A ideia é que o WhatsApp tenha uma nuvem dedicada para armazenar backups. Assim, o usuário poderá escolher entre continuar usando o Google Drive, iCloud ou migrar para a solução integrada do próprio mensageiro.

O serviço deve oferecer até 2 GB de armazenamento gratuito e também estudar um plano pago de 50 GB por cerca de US$ 0,99 mensais (cerca de R$ 5), embora esses valores ainda possam mudar antes do lançamento. Ainda não está claro se o nível gratuito será liberado para todos ou limitado a assinantes do WhatsApp Plus.

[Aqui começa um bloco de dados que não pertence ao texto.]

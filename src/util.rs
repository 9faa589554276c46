//! Small text helpers shared across the crate.

/// Truncate a string to at most `max_chars` characters, appending "..." when
/// anything was cut. Operates on character boundaries, so multi-byte UTF-8
/// input never panics.
pub fn truncate_with_ellipsis(s: &str, max_chars: usize) -> String {
    match s.char_indices().nth(max_chars) {
        Some((idx, _)) => format!("{}...", s[..idx].trim_end()),
        None => s.to_string(),
    }
}
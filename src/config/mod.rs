pub mod schema;

pub use schema::{build_http_client, env_optional, env_required, Config};
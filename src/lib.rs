#![warn(clippy::all, clippy::pedantic)]
#![allow(
    clippy::doc_markdown,
    clippy::missing_errors_doc,
    clippy::missing_panics_doc,
    clippy::module_name_repetitions,
    clippy::must_use_candidate,
    clippy::similar_names,
    clippy::too_many_lines,
    clippy::uninlined_format_args
)]

pub mod channels;
pub mod config;
pub mod conversation;
pub mod providers;
pub mod util;

pub use config::Config;
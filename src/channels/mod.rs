//! Event dispatch and the relay pipeline.
//!
//! The Slack listener pushes [`ChannelEvent`]s onto an mpsc channel; the
//! dispatch loop spawns one task per event. Each task runs the full
//! pipeline (fetch thread history, build the window, invoke the model,
//! post the sanitized reply) and contains its own failures: whatever goes
//! wrong, the user sees [`APOLOGY_TEXT`] in the thread and the cause goes
//! to the logs. Nothing propagates across handler tasks or out of the
//! process.

pub mod slack;
pub mod traits;

pub use slack::SlackChannel;
pub use traits::{ChannelEvent, ChatGateway, Generator};

use crate::conversation::{self, ThreadMessage};
use crate::util::truncate_with_ellipsis;
use std::sync::Arc;
use tokio::sync::mpsc;

/// Posted when the handler itself fails (history fetch or inference call).
/// Also a window sentinel: see `conversation::build_window`.
pub const APOLOGY_TEXT: &str = "Sorry, I encountered an error while processing your request.";

/// Everything a handler task needs, read-only after startup.
pub struct RelayContext {
    pub gateway: Arc<dyn ChatGateway>,
    pub generator: Arc<dyn Generator>,
    /// Resolved once at startup via the gateway identity lookup.
    pub bot_user_id: String,
    pub system_prompt: String,
    pub history_limit: usize,
}

/// Dispatch events until the listener hangs up or ctrl-c arrives.
pub async fn run(ctx: Arc<RelayContext>, mut events: mpsc::Receiver<ChannelEvent>) {
    loop {
        tokio::select! {
            _ = tokio::signal::ctrl_c() => {
                tracing::info!("shutdown requested; stopping dispatch");
                break;
            }
            maybe_event = events.recv() => {
                let Some(event) = maybe_event else {
                    tracing::info!("event stream closed; stopping dispatch");
                    break;
                };
                let ctx = ctx.clone();
                tokio::spawn(async move {
                    handle_event(&ctx, &event).await;
                });
            }
        }
    }
}

/// Run the pipeline for one event; on failure, log and post the apology.
pub async fn handle_event(ctx: &RelayContext, event: &ChannelEvent) {
    if event.user == ctx.bot_user_id {
        return;
    }

    match relay(ctx, event).await {
        Ok(reply) => {
            tracing::debug!(
                channel = %event.channel,
                ts = %event.ts,
                reply = %truncate_with_ellipsis(&reply, 80),
                "reply posted"
            );
        }
        Err(error) => {
            tracing::warn!(
                channel = %event.channel,
                ts = %event.ts,
                %error,
                "relay failed; posting apology"
            );
            if let Err(post_error) = ctx
                .gateway
                .post_reply(&event.channel, APOLOGY_TEXT, &event.ts)
                .await
            {
                tracing::warn!(channel = %event.channel, %post_error, "apology delivery failed");
            }
        }
    }
}

/// The pipeline proper. The reply anchors to the triggering event's own
/// timestamp, not the thread root, so it nests under the message that
/// asked.
async fn relay(ctx: &RelayContext, event: &ChannelEvent) -> anyhow::Result<String> {
    let mut messages = ctx
        .gateway
        .fetch_thread_replies(&event.channel, event.thread_root(), &ctx.bot_user_id)
        .await?;

    // A fetch that comes back empty still has the triggering message.
    if messages.is_empty() {
        messages.push(ThreadMessage {
            author: event.user.clone(),
            text: event.text.clone(),
            ts: event.ts.clone(),
            is_bot: false,
        });
    }

    let window = conversation::build_window(&messages, ctx.history_limit);
    let reply = ctx.generator.generate(&ctx.system_prompt, &window).await?;
    ctx.gateway
        .post_reply(&event.channel, &reply, &event.ts)
        .await?;
    Ok(reply)
}
//! Environment configuration.
//!
//! Everything is read once at process start. Missing credentials are a
//! warning, not a startup failure: the process comes up and the problem
//! surfaces as an authentication error on the first gateway call. The one
//! exception is an explicitly configured but unknown model profile, which
//! is a configuration error and refuses to start.

use crate::providers::ModelProfile;
use std::time::Duration;

const DEFAULT_MODEL_ID: &str = "anthropic.claude-v2";

const DEFAULT_SYSTEM_PROMPT: &str =
    "You are a helpful assistant replying inside a Slack thread. \
     Answer concisely in plain text without Markdown headings.";

/// Read a required environment variable, trimmed and non-empty.
pub fn env_required(name: &str) -> anyhow::Result<String> {
    env_optional(name).ok_or_else(|| anyhow::anyhow!("environment variable {name} is required"))
}

/// Read an optional environment variable, trimmed; empty counts as unset.
pub fn env_optional(name: &str) -> Option<String> {
    std::env::var(name)
        .ok()
        .map(|value| value.trim().to_string())
        .filter(|value| !value.is_empty())
}

/// Build an HTTP client with explicit timeouts. Falls back to client
/// defaults if the builder fails.
pub fn build_http_client(timeout_secs: u64, connect_timeout_secs: u64) -> reqwest::Client {
    reqwest::Client::builder()
        .timeout(Duration::from_secs(timeout_secs))
        .connect_timeout(Duration::from_secs(connect_timeout_secs))
        .build()
        .unwrap_or_else(|error| {
            tracing::warn!(%error, "failed to build HTTP client with timeouts");
            reqwest::Client::new()
        })
}

fn resolve_history_limit(raw: Option<String>) -> usize {
    match raw {
        None => crate::conversation::DEFAULT_HISTORY_LIMIT,
        Some(value) => match value.parse::<usize>() {
            Ok(limit) if limit > 0 => limit,
            _ => {
                tracing::warn!(
                    %value,
                    "HISTORY_LIMIT is not a positive integer; using the default"
                );
                crate::conversation::DEFAULT_HISTORY_LIMIT
            }
        },
    }
}

/// Process configuration, loaded once from the environment.
#[derive(Debug, Clone)]
pub struct Config {
    /// Slack bot OAuth token (xoxb-...).
    pub slack_bot_token: Option<String>,
    /// Slack request-signing secret. Unused over Socket Mode but part of
    /// the app's credential set; `doctor` reports on it.
    pub slack_signing_secret: Option<String>,
    /// Slack app-level token for Socket Mode (xapp-...).
    pub slack_app_token: Option<String>,
    /// Bedrock model id, e.g. `anthropic.claude-v2`.
    pub model_id: String,
    /// Request/response schema for the configured model family.
    pub profile: ModelProfile,
    pub system_prompt: String,
    /// Cap on conversation turns carried into a prompt.
    pub history_limit: usize,
}

impl Config {
    pub fn from_env() -> anyhow::Result<Self> {
        let slack_bot_token = env_optional("SLACK_BOT_TOKEN");
        let slack_signing_secret = env_optional("SLACK_SIGNING_SECRET");
        let slack_app_token = env_optional("SLACK_APP_TOKEN");

        for (name, value) in [
            ("SLACK_BOT_TOKEN", &slack_bot_token),
            ("SLACK_SIGNING_SECRET", &slack_signing_secret),
            ("SLACK_APP_TOKEN", &slack_app_token),
        ] {
            if value.is_none() {
                tracing::warn!("{name} not set; Slack calls will fail until it is");
            }
        }

        if env_optional("AWS_ACCESS_KEY_ID").is_none()
            || env_optional("AWS_SECRET_ACCESS_KEY").is_none()
        {
            tracing::warn!(
                "AWS_ACCESS_KEY_ID / AWS_SECRET_ACCESS_KEY not set; model calls will fail"
            );
        }

        let model_id =
            env_optional("BEDROCK_MODEL_ID").unwrap_or_else(|| DEFAULT_MODEL_ID.to_string());

        let profile = match env_optional("MODEL_PROFILE") {
            Some(name) => ModelProfile::parse(&name)?,
            None => ModelProfile::for_model(&model_id),
        };

        let system_prompt =
            env_optional("SYSTEM_PROMPT").unwrap_or_else(|| DEFAULT_SYSTEM_PROMPT.to_string());

        let history_limit = resolve_history_limit(env_optional("HISTORY_LIMIT"));

        Ok(Self {
            slack_bot_token,
            slack_signing_secret,
            slack_app_token,
            model_id,
            profile,
            system_prompt,
            history_limit,
        })
    }
}

#[cfg(test)]
mod tests {
    use super::*;

    #[test]
    fn history_limit_defaults_and_rejects_garbage() {
        assert_eq!(
            resolve_history_limit(None),
            crate::conversation::DEFAULT_HISTORY_LIMIT
        );
        assert_eq!(resolve_history_limit(Some("8".into())), 8);
        assert_eq!(
            resolve_history_limit(Some("0".into())),
            crate::conversation::DEFAULT_HISTORY_LIMIT
        );
        assert_eq!(
            resolve_history_limit(Some("many".into())),
            crate::conversation::DEFAULT_HISTORY_LIMIT
        );
    }

    #[test]
    fn http_client_builder_does_not_panic() {
        let _ = build_http_client(30, 10);
    }
}
//! Model inference backends.
//!
//! [`profile`] describes the per-model-family request/response schema,
//! [`bedrock`] carries it over the wire, and [`sanitize`] cleans whatever
//! comes back. The gateway is reached through the
//! [`Generator`](crate::channels::traits::Generator) trait so handler tests
//! can script replies instead of signing real requests.

pub mod bedrock;
pub mod profile;
pub mod sanitize;

pub use bedrock::BedrockClient;
pub use profile::{ModelProfile, ProfileParseError};
pub use sanitize::FALLBACK_TEXT;

use crate::util::truncate_with_ellipsis;

const MAX_API_ERROR_CHARS: usize = 200;

/// Build a provider error from a failed HTTP response. Bodies are truncated
/// so an HTML error page doesn't flood the logs.
pub(crate) async fn api_error(provider: &str, response: reqwest::Response) -> anyhow::Error {
    let status = response.status();
    let body = response
        .text()
        .await
        .unwrap_or_else(|_| "<failed to read provider error body>".to_string());
    anyhow::anyhow!(
        "{provider} API error ({status}): {}",
        truncate_with_ellipsis(&body, MAX_API_ERROR_CHARS)
    )
}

O backup próprio também deve ter criptografia obrigatória e suporte a passkeys, que substituem senhas por autenticação biométrica ou pelo bloqueio de tela. Essas chaves ficam salvas no gerenciador de senhas do usuário e podem ser sincronizadas entre dispositivos confiáveis da mesma conta. Para quem preferir, ainda será possível proteger os dados com uma senha comum ou uma chave de criptografia de 64 dígitos.

O novo backup já está disponível?

Não. O backup próprio do WhatsApp ainda não foi lançado e segue em desenvolvimento.

O mais provável é que o recurso passe primeiro por testes internos e depois seja liberado de forma gradual para usuários selecionados no programa beta. Só após essa etapa de validação é que a ferramenta deve ser disponibilizada globalmente em uma atualização futura.